* _Task prompt_
Every line from the one with "config.validate()?;" to the end of the entries, both included, is to be copied exactly; the other lines stay out.

::: Records to use

#[cfg(test)]
mod tests {
    use super::super::test_support::jwt_with_tenant;
    use super::*;
    use wiremock::matchers::{body_string_contains, method, path};
    use wiremock::{Mock, MockServer, ResponseTemplate};

    const TENANT: &str = "tenant-a";

    fn provider_for(server: &MockServer) -> EntraProvider {
        let config = AuthConfig {
            client_id: "client-123".to_string(),
            source_tenant_id: TENANT.to_string(),
            target_tenant_id: "tenant-b".to_string(),
            authority: Url::parse(&server.uri()).unwrap(),
            scopes: vec!["User.Read".to_string(), "offline_access".to_string()],
        };
        EntraProvider::new(&config).unwrap()
    }

    fn grant() -> DeviceCodeGrant {
        DeviceCodeGrant {
            tenant_id: TENANT.to_string(),
            device_code: "device-xyz".to_string(),
            user_code: "ABCD-EFGH".to_string(),
            verification_uri: "https://microsoft.com/devicelogin".to_string(),
            verification_uri_complete: None,
            expires_in: Duration::from_secs(900),
            interval: Duration::from_secs(5),
            message: String::new(),
        }
    }

    fn body(json: serde_json::Value) -> TokenEndpointBody {
        serde_json::from_value(json).unwrap()
    }

    #[test]
    fn classify_success_prefers_id_token_tenant() {
        let poll = classify_token_response(
            body(serde_json::json!({
                "access_token": jwt_with_tenant("from-access"),
                "refresh_token": "rt",
                "id_token": jwt_with_tenant("from-id"),
                "expires_in": 60
            })),
            1_000,
        );

        match poll {
            DevicePoll::Authorized(c) => {
                assert_eq!(c.tenant_id, "from-id");
                assert_eq!(c.refresh_token, "rt");
                assert_eq!(c.expires_at, 61_000);
            },
            other => panic!("unexpected {other:?}"),
        }
    }

    #[test]
    fn classify_single_token_grant_reuses_access_token() {
        let access = jwt_with_tenant(TENANT);
        let poll = classify_token_response(
            body(serde_json::json!({ "access_token": access })),
            0,
        );

        match poll {
            DevicePoll::Authorized(c) => {
                assert_eq!(c.refresh_token, access);
                assert_eq!(c.tenant_id, TENANT);
                assert_eq!(c.expires_at, 3_600_000);
            },
            other => panic!("unexpected {other:?}"),
        }
    }

    #[test]
    fn classify_opaque_token_leaves_tenant_empty() {
        let poll = classify_token_response(
            body(serde_json::json!({ "access_token": "opaque", "expires_in": 10 })),
            0,
        );
        assert!(matches!(poll, DevicePoll::Authorized(c) if c.tenant_id.is_empty()));
    }

    #[test]
    fn classify_error_bodies() {
        assert!(matches!(
            classify_token_response(body(serde_json::json!({"error": "authorization_pending"})), 0),
            DevicePoll::Pending
        ));
        assert!(matches!(
            classify_token_response(body(serde_json::json!({"error": "expired_token"})), 0),
            DevicePoll::Expired
        ));
        assert!(matches!(
            classify_token_response(body(serde_json::json!({})), 0),
            DevicePoll::Rejected { .. }
        ));
    }

    #[test]
    fn tenant_base_handles_authority_paths() {
        let config = AuthConfig {
            authority: Url::parse("https://login.example.test/idp").unwrap(),
            ..AuthConfig::default()
        };
        let provider = EntraProvider::new(&config).unwrap();

        assert_eq!(
            provider.token_url(TENANT).unwrap().as_str(),
            "https://login.example.test/idp/tenant-a/oauth2/v2.0/token"
        );
        assert!(provider.tenant_base("../common").is_err());
    }

    #[tokio::test]
    async fn start_device_code_returns_user_code() {
        let server = MockServer::start().await;
        Mock::given(method("POST"))
            .and(path("/tenant-a/oauth2/v2.0/devicecode"))
            .and(body_string_contains("client_id=client-123"))
            .respond_with(ResponseTemplate::new(200).set_body_json(serde_json::json!({
                "device_code": "device-xyz",
                "user_code": "ABCD-EFGH",
                "verification_uri": "https://microsoft.com/devicelogin",
                "expires_in": 900,
                "interval": 5,
                "message": "To sign in, use a web browser to open the page https://microsoft.com/devicelogin and enter the code ABCD-EFGH"
            })))
            .expect(1)
            .mount(&server)
            .await;

        let grant = provider_for(&server)
            .start_device_code(TENANT)
            .await
            .unwrap();

        assert_eq!(grant.tenant_id, TENANT);
        assert_eq!(grant.user_code, "ABCD-EFGH");
        assert_eq!(grant.device_code, "device-xyz");
        assert_eq!(grant.expires_in, Duration::from_secs(900));
        assert!(grant.message.contains("ABCD-EFGH"));
    }

    #[tokio::test]
    async fn start_device_code_surfaces_provider_rejection() {
        let server = MockServer::start().await;
        Mock::given(method("POST"))
            .and(path("/tenant-a/oauth2/v2.0/devicecode"))
            .respond_with(ResponseTemplate::new(400).set_body_json(serde_json::json!({
                "error": "invalid_client",
                "error_description": "AADSTS700016: application not found"
            })))
            .mount(&server)
            .await;

        let result = provider_for(&server).start_device_code(TENANT).await;
        assert!(matches!(result, Err(AuthError::DeviceFlowStart(_))));
    }

    #[tokio::test]
    async fn poll_maps_pending_and_success() {
        let server = MockServer::start().await;
        Mock::given(method("POST"))
            .and(path("/tenant-a/oauth2/v2.0/token"))
            .and(body_string_contains("device_code=device-xyz"))
            .respond_with(ResponseTemplate::new(400).set_body_json(serde_json::json!({
                "error": "authorization_pending",
                "error_description": "AADSTS70016: pending"
            })))
            .up_to_n_times(1)
            .mount(&server)
            .await;
        Mock::given(method("POST"))
            .and(path("/tenant-a/oauth2/v2.0/token"))
            .respond_with(ResponseTemplate::new(200).set_body_json(serde_json::json!({
                "token_type": "Bearer",
                "access_token": jwt_with_tenant(TENANT),
                "refresh_token": "refresh-1",
                "expires_in": 3599
            })))
            .mount(&server)
            .await;

        let provider = provider_for(&server);

        let first = provider.poll_device_code(&grant()).await.unwrap();
        assert!(matches!(first, DevicePoll::Pending));

        let second = provider.poll_device_code(&grant()).await.unwrap();
        match second {
            DevicePoll::Authorized(c) => {
                assert_eq!(c.tenant_id, TENANT);
                assert_eq!(c.refresh_token, "refresh-1");
            },
            other => panic!("unexpected {other:?}"),
        }
    }

    #[tokio::test]
    async fn refresh_exchanges_refresh_token() {
        let server = MockServer::start().await;
        Mock::given(method("POST"))
            .and(path("/tenant-a/oauth2/v2.0/token"))
            .and(body_string_contains("grant_type=refresh_token"))
            .and(body_string_contains("refresh_token=old-refresh"))
            .respond_with(ResponseTemplate::new(200).set_body_json(serde_json::json!({
                "token_type": "Bearer",
                "access_token": jwt_with_tenant(TENANT),
                "expires_in": 3600
            })))
            .expect(1)
            .mount(&server)
            .await;

        let credential = provider_for(&server)
            .refresh(TENANT, "old-refresh")
            .await
            .unwrap();

        assert_eq!(credential.tenant_id, TENANT);
        // No rotation in the response: the old refresh token is kept
        assert_eq!(credential.refresh_token, "old-refresh");
        assert!(!credential.needs_refresh());
    }

    #[tokio::test]
    async fn refresh_rejection_is_authentication_failure() {
        let server = MockServer::start().await;
        Mock::given(method("POST"))
            .and(path("/tenant-a/oauth2/v2.0/token"))
            .respond_with(ResponseTemplate::new(400).set_body_json(serde_json::json!({
                "error": "invalid_grant",
                "error_description": "AADSTS700082: The refresh token has expired"
            })))
            .mount(&server)
            .await;

        let result = provider_for(&server).refresh(TENANT, "revoked").await;
        assert!(matches!(result, Err(AuthError::AuthenticationFailed(_))));
    }
}
//! Configuration and shell integration command handlers.

use crate::cli::ShellType;
use crate::config::{config_file, load_config, save_config_to, TenantLinkConfig};
use crate::error::{AuthError, Result};

/// Handles the `tenantlink config init` command.
pub fn handle_config_init(
    client_id: String,
    source_tenant: String,
    target_tenant: String,
    force: bool,
) -> Result<()> {
    let path = config_file()?;
    if path.exists() && !force {
        return Err(AuthError::Config(format!(
            "{} already exists. Use --force to overwrite.",
            path.display()
        )));
    }

    let mut config = TenantLinkConfig::default();
    config.auth.client_id = client_id;
    config.auth.source_tenant_id = source_tenant;
    config.auth.target_tenant_id = target_tenant;
    config.validate()?;

    save_config_to(&config, &path)?;
    println!("Wrote {}", path.display());
    println!();
    println!("Set TENANTLINK_TOKEN_KEY to a base64-encoded 32-byte key before signing in.");

    Ok(())
}

/// Handles the `tenantlink config show` command.
pub fn handle_config_show() -> Result<()> {
    let path = config_file()?;
    let config = load_config()?;

    println!("# {}", path.display());
    let rendered =
        toml::to_string_pretty(&config).map_err(|e| AuthError::ConfigWrite(e.to_string()))?;
    print!("{rendered}");

    if let Err(e) = config.validate() {
        println!();
        println!("# Warning: {e}");
    }

    Ok(())
}

/// Handles the `tenantlink completions <shell>` command.
///
/// Generates shell completion scripts.
pub fn handle_completions(shell: ShellType) -> Result<()> {
    use clap::CommandFactory;
    use clap_complete::{generate, Shell};

    let mut cmd = crate::cli::Cli::command();
    let shell = match shell {
        ShellType::Bash => Shell::Bash,
        ShellType::Zsh => Shell::Zsh,
        ShellType::Fish => Shell::Fish,
        ShellType::PowerShell => Shell::PowerShell,
    };

    generate(shell, &mut cmd, "tenantlink", &mut std::io::stdout());

    Ok(())
}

::::::

* _Exercise response_
    config.validate()?;

    save_config_to(&config, &path)?;
    println!("Wrote {}", path.display());
    println!();
    println!("Set TENANTLINK_TOKEN_KEY to a base64-encoded 32-byte key before signing in.");

    Ok(())
}

/// Handles the `tenantlink config show` command.
pub fn handle_config_show() -> Result<()> {
    let path = config_file()?;
    let config = load_config()?;

    println!("# {}", path.display());
    let rendered =
        toml::to_string_pretty(&config).map_err(|e| AuthError::ConfigWrite(e.to_string()))?;
    print!("{rendered}");

    if let Err(e) = config.validate() {
        println!();
        println!("# Warning: {e}");
    }

    Ok(())
}

/// Handles the `tenantlink completions <shell>` command.
///
/// Generates shell completion scripts.
pub fn handle_completions(shell: ShellType) -> Result<()> {
    use clap::CommandFactory;
    use clap_complete::{generate, Shell};

    let mut cmd = crate::cli::Cli::command();
    let shell = match shell {
        ShellType::Bash => Shell::Bash,
        ShellType::Zsh => Shell::Zsh,
        ShellType::Fish => Shell::Fish,
        ShellType::PowerShell => Shell::PowerShell,
    };

    generate(shell, &mut cmd, "tenantlink", &mut std::io::stdout());

    Ok(())
}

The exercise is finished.